> [DATA EXCERPTS]:
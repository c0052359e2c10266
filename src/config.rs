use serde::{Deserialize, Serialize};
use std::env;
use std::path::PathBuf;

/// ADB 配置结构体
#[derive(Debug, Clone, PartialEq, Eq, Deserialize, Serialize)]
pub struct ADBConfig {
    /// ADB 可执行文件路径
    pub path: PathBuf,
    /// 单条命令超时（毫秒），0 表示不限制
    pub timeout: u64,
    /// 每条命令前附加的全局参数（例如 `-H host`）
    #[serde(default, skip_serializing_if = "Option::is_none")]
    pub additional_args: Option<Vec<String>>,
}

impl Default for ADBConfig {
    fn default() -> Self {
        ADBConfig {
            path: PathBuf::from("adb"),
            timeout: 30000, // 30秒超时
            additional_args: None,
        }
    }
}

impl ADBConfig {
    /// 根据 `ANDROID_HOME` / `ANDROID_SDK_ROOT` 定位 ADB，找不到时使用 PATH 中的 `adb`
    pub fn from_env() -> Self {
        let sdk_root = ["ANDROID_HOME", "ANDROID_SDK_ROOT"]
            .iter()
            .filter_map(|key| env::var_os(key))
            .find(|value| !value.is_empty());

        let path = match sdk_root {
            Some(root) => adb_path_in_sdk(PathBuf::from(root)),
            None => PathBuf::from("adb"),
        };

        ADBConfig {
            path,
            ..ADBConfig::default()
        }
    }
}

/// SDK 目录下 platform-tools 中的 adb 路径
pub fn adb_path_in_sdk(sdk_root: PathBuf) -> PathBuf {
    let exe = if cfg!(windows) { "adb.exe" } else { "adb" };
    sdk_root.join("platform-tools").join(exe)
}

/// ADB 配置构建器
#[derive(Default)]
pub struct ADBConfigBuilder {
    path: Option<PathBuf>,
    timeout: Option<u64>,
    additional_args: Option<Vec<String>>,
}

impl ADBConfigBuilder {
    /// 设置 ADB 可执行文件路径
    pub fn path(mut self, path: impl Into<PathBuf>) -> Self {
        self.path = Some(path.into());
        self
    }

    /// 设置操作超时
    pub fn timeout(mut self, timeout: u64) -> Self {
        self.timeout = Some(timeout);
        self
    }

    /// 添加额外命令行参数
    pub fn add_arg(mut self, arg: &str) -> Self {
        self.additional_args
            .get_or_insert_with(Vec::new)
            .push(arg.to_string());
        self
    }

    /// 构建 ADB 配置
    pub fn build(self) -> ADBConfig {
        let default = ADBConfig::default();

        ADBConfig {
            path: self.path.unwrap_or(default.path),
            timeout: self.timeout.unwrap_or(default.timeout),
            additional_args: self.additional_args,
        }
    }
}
==
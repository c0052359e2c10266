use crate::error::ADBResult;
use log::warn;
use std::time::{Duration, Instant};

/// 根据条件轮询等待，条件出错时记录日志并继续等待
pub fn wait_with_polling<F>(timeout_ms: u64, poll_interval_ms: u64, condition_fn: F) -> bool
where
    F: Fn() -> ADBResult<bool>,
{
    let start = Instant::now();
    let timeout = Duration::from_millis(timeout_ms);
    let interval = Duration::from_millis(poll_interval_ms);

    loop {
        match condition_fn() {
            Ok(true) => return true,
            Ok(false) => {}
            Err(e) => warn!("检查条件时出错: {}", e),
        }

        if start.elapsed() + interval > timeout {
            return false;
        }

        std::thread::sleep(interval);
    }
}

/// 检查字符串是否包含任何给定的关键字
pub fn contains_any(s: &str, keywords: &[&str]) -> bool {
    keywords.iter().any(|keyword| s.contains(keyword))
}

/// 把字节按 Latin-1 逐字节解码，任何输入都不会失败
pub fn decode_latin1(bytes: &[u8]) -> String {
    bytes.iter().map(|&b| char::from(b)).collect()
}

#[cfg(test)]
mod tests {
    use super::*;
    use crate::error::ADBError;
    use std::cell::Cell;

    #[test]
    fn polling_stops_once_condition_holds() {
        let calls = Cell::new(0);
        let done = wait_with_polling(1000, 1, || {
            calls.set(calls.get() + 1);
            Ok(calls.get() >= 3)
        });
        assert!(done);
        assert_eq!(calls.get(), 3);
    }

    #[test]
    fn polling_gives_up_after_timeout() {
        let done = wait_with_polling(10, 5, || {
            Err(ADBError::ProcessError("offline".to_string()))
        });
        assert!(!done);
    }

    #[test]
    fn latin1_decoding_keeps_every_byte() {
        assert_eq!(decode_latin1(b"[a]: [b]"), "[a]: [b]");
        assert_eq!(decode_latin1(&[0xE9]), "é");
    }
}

> [PROBLEM STATEMENT]:
The answer must consist solely of the number of lines in the listing that include the string "Deserialize".

> [WRITTEN ANSWER]:
2